WHAT TO DO:
Once the data has been read, print it back in full, exactly.

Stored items
####################
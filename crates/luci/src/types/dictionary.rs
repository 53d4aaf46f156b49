//! Dictionary methods.

use crate::errors::{ErrorObj, EvalResult, Flow};
use crate::evaluator::Evaluator;
use crate::object::{alloc, boolean_obj, integer_obj, ObjectKind, ObjectRef};
use crate::token::Token;

use super::{expect_method_args, wrong_receiver, TypeTable};

pub fn table() -> TypeTable {
    let mut table = TypeTable::default();
    table.method("clear", "", "{all:all}", clear);
    table.method("empty", "", "bool", empty);
    table.method("size", "", "int", size);
    table.method("keys", "", "[all]", keys);
    table.method("values", "", "[all]", values_method);
    table.method("items", "", "[[all]]", items);
    table.method("update", "{all:all}", "{all:all}", update);
    table
}

fn clear(
    _evaluator: &mut Evaluator<'_>,
    receiver: &ObjectRef,
    values: Vec<ObjectRef>,
    _token: &Token,
) -> EvalResult {
    expect_method_args("clear", &values, &[0])?;
    if receiver.borrow().frozen > 0 {
        return Err(Flow::Error(ErrorObj::type_err(
            "dictionary clear expects a non-frozen object",
        )));
    }
    match &mut receiver.borrow_mut().kind {
        ObjectKind::Dictionary(map) => map.clear(),
        _ => return Err(wrong_receiver("clear", "Dictionary", receiver)),
    }
    Ok(receiver.clone())
}

fn empty(
    _evaluator: &mut Evaluator<'_>,
    receiver: &ObjectRef,
    values: Vec<ObjectRef>,
    _token: &Token,
) -> EvalResult {
    expect_method_args("empty", &values, &[0])?;
    match &receiver.borrow().kind {
        ObjectKind::Dictionary(map) => Ok(boolean_obj(map.is_empty())),
        _ => Err(wrong_receiver("empty", "Dictionary", receiver)),
    }
}

fn size(
    _evaluator: &mut Evaluator<'_>,
    receiver: &ObjectRef,
    values: Vec<ObjectRef>,
    _token: &Token,
) -> EvalResult {
    expect_method_args("size", &values, &[0])?;
    match &receiver.borrow().kind {
        ObjectKind::Dictionary(map) => Ok(integer_obj(map.len() as i64)),
        _ => Err(wrong_receiver("size", "Dictionary", receiver)),
    }
}

fn keys(
    _evaluator: &mut Evaluator<'_>,
    receiver: &ObjectRef,
    values: Vec<ObjectRef>,
    _token: &Token,
) -> EvalResult {
    expect_method_args("keys", &values, &[0])?;
    match &receiver.borrow().kind {
        ObjectKind::Dictionary(map) => Ok(alloc(ObjectKind::Array(
            map.keys().map(|key| key.0.clone()).collect(),
        ))),
        _ => Err(wrong_receiver("keys", "Dictionary", receiver)),
    }
}

fn values_method(
    _evaluator: &mut Evaluator<'_>,
    receiver: &ObjectRef,
    values: Vec<ObjectRef>,
    _token: &Token,
) -> EvalResult {
    expect_method_args("values", &values, &[0])?;
    match &receiver.borrow().kind {
        ObjectKind::Dictionary(map) => Ok(alloc(ObjectKind::Array(
            map.values().cloned().collect(),
        ))),
        _ => Err(wrong_receiver("values", "Dictionary", receiver)),
    }
}

/// `items()` yields `[key, value]` pairs in insertion order.
fn items(
    _evaluator: &mut Evaluator<'_>,
    receiver: &ObjectRef,
    values: Vec<ObjectRef>,
    _token: &Token,
) -> EvalResult {
    expect_method_args("items", &values, &[0])?;
    match &receiver.borrow().kind {
        ObjectKind::Dictionary(map) => {
            let pairs = map
                .iter()
                .map(|(key, value)| {
                    alloc(ObjectKind::Array(vec![key.0.clone(), value.clone()]))
                })
                .collect();
            Ok(alloc(ObjectKind::Array(pairs)))
        }
        _ => Err(wrong_receiver("items", "Dictionary", receiver)),
    }
}

/// Merges another dictionary into the receiver, overwriting existing
/// keys.
fn update(
    _evaluator: &mut Evaluator<'_>,
    receiver: &ObjectRef,
    values: Vec<ObjectRef>,
    _token: &Token,
) -> EvalResult {
    expect_method_args("update", &values, &[1])?;
    if receiver.borrow().frozen > 0 {
        return Err(Flow::Error(ErrorObj::type_err(
            "dictionary update expects a non-frozen object",
        )));
    }
    let additions: Vec<(ObjectRef, ObjectRef)> = match &values[0].borrow().kind {
        ObjectKind::Dictionary(map) => map
            .iter()
            .map(|(key, value)| (key.0.clone(), value.clone()))
            .collect(),
        _ => {
            return Err(Flow::Error(ErrorObj::type_err(
                "update: expected argument 1 of type dictionary",
            )))
        }
    };
    match &mut receiver.borrow_mut().kind {
        ObjectKind::Dictionary(map) => {
            for (key, value) in additions {
                map.insert(crate::object::HashKey(key), value);
            }
        }
        _ => return Err(wrong_receiver("update", "Dictionary", receiver)),
    }
    Ok(receiver.clone())
}
/// Requests an iterator for an iterable value. Container iterators freeze
/// their target for the duration of the iteration.
#[must_use]
pub fn make_iterator(iterable: &ObjectRef) -> Option<IteratorObj> {
    let target = match &iterable.borrow().kind {
        ObjectKind::Array(_) => IterTarget::Array(iterable.clone()),
        ObjectKind::ArrayDouble(_) => IterTarget::ArrayDouble(iterable.clone()),
        ObjectKind::ArrayComplex(_) => IterTarget::ArrayComplex(iterable.clone()),
        ObjectKind::Dictionary(_) => IterTarget::Dictionary(iterable.clone()),
        ObjectKind::Set(_) => IterTarget::Set(iterable.clone()),
        ObjectKind::Str(_) => IterTarget::Str(iterable.clone()),
        ObjectKind::Range(range) => {
            return Some(IteratorObj {
                target: IterTarget::Range(*range),
                index: 0,
                freezer: None,
            })
        }
        _ => return None,
    };
    Some(IteratorObj {
        target,
        index: 0,
        freezer: Some(Rc::new(FreezerGuard::new(iterable.clone()))),
    })
}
####################
FINISHED EXERCISE:
filename crates/luci/src/types/dictionary.rs
repository 53d4aaf46f156b49
//! Dictionary methods.

use crate::errors::{ErrorObj, EvalResult, Flow};
use crate::evaluator::Evaluator;
use crate::object::{alloc, boolean_obj, integer_obj, ObjectKind, ObjectRef};
use crate::token::Token;

use super::{expect_method_args, wrong_receiver, TypeTable};

pub fn table() -> TypeTable {
    let mut table = TypeTable::default();
    table.method("clear", "", "{all:all}", clear);
    table.method("empty", "", "bool", empty);
    table.method("size", "", "int", size);
    table.method("keys", "", "[all]", keys);
    table.method("values", "", "[all]", values_method);
    table.method("items", "", "[[all]]", items);
    table.method("update", "{all:all}", "{all:all}", update);
    table
}

fn clear(
    _evaluator: &mut Evaluator<'_>,
    receiver: &ObjectRef,
    values: Vec<ObjectRef>,
    _token: &Token,
) -> EvalResult {
    expect_method_args("clear", &values, &[0])?;
    if receiver.borrow().frozen > 0 {
        return Err(Flow::Error(ErrorObj::type_err(
            "dictionary clear expects a non-frozen object",
        )));
    }
    match &mut receiver.borrow_mut().kind {
        ObjectKind::Dictionary(map) => map.clear(),
        _ => return Err(wrong_receiver("clear", "Dictionary", receiver)),
    }
    Ok(receiver.clone())
}

fn empty(
    _evaluator: &mut Evaluator<'_>,
    receiver: &ObjectRef,
    values: Vec<ObjectRef>,
    _token: &Token,
) -> EvalResult {
    expect_method_args("empty", &values, &[0])?;
    match &receiver.borrow().kind {
        ObjectKind::Dictionary(map) => Ok(boolean_obj(map.is_empty())),
        _ => Err(wrong_receiver("empty", "Dictionary", receiver)),
    }
}

fn size(
    _evaluator: &mut Evaluator<'_>,
    receiver: &ObjectRef,
    values: Vec<ObjectRef>,
    _token: &Token,
) -> EvalResult {
    expect_method_args("size", &values, &[0])?;
    match &receiver.borrow().kind {
        ObjectKind::Dictionary(map) => Ok(integer_obj(map.len() as i64)),
        _ => Err(wrong_receiver("size", "Dictionary", receiver)),
    }
}

fn keys(
    _evaluator: &mut Evaluator<'_>,
    receiver: &ObjectRef,
    values: Vec<ObjectRef>,
    _token: &Token,
) -> EvalResult {
    expect_method_args("keys", &values, &[0])?;
    match &receiver.borrow().kind {
        ObjectKind::Dictionary(map) => Ok(alloc(ObjectKind::Array(
            map.keys().map(|key| key.0.clone()).collect(),
        ))),
        _ => Err(wrong_receiver("keys", "Dictionary", receiver)),
    }
}

fn values_method(
    _evaluator: &mut Evaluator<'_>,
    receiver: &ObjectRef,
    values: Vec<ObjectRef>,
    _token: &Token,
) -> EvalResult {
    expect_method_args("values", &values, &[0])?;
    match &receiver.borrow().kind {
        ObjectKind::Dictionary(map) => Ok(alloc(ObjectKind::Array(
            map.values().cloned().collect(),
        ))),
        _ => Err(wrong_receiver("values", "Dictionary", receiver)),
    }
}

/// `items()` yields `[key, value]` pairs in insertion order.
fn items(
    _evaluator: &mut Evaluator<'_>,
    receiver: &ObjectRef,
    values: Vec<ObjectRef>,
    _token: &Token,
) -> EvalResult {
    expect_method_args("items", &values, &[0])?;
    match &receiver.borrow().kind {
        ObjectKind::Dictionary(map) => {
            let pairs = map
                .iter()
                .map(|(key, value)| {
                    alloc(ObjectKind::Array(vec![key.0.clone(), value.clone()]))
                })
                .collect();
            Ok(alloc(ObjectKind::Array(pairs)))
        }
        _ => Err(wrong_receiver("items", "Dictionary", receiver)),
    }
}

/// Merges another dictionary into the receiver, overwriting existing
/// keys.
fn update(
    _evaluator: &mut Evaluator<'_>,
    receiver: &ObjectRef,
    values: Vec<ObjectRef>,
    _token: &Token,
) -> EvalResult {
    expect_method_args("update", &values, &[1])?;
    if receiver.borrow().frozen > 0 {
        return Err(Flow::Error(ErrorObj::type_err(
            "dictionary update expects a non-frozen object",
        )));
    }
    let additions: Vec<(ObjectRef, ObjectRef)> = match &values[0].borrow().kind {
        ObjectKind::Dictionary(map) => map
            .iter()
            .map(|(key, value)| (key.0.clone(), value.clone()))
            .collect(),
        _ => {
            return Err(Flow::Error(ErrorObj::type_err(
                "update: expected argument 1 of type dictionary",
            )))
        }
    };
    match &mut receiver.borrow_mut().kind {
        ObjectKind::Dictionary(map) => {
            for (key, value) in additions {
                map.insert(crate::object::HashKey(key), value);
            }
        }
        _ => return Err(wrong_receiver("update", "Dictionary", receiver)),
    }
    Ok(receiver.clone())
}
/// Requests an iterator for an iterable value. Container iterators freeze
/// their target for the duration of the iteration.
#[must_use]
pub fn make_iterator(iterable: &ObjectRef) -> Option<IteratorObj> {
    let target = match &iterable.borrow().kind {
        ObjectKind::Array(_) => IterTarget::Array(iterable.clone()),
        ObjectKind::ArrayDouble(_) => IterTarget::ArrayDouble(iterable.clone()),
        ObjectKind::ArrayComplex(_) => IterTarget::ArrayComplex(iterable.clone()),
        ObjectKind::Dictionary(_) => IterTarget::Dictionary(iterable.clone()),
        ObjectKind::Set(_) => IterTarget::Set(iterable.clone()),
        ObjectKind::Str(_) => IterTarget::Str(iterable.clone()),
        ObjectKind::Range(range) => {
            return Some(IteratorObj {
                target: IterTarget::Range(*range),
                index: 0,
                freezer: None,
            })
        }
        _ => return None,
    };
    Some(IteratorObj {
        target,
        index: 0,
        freezer: Some(Rc::new(FreezerGuard::new(iterable.clone()))),
    })
}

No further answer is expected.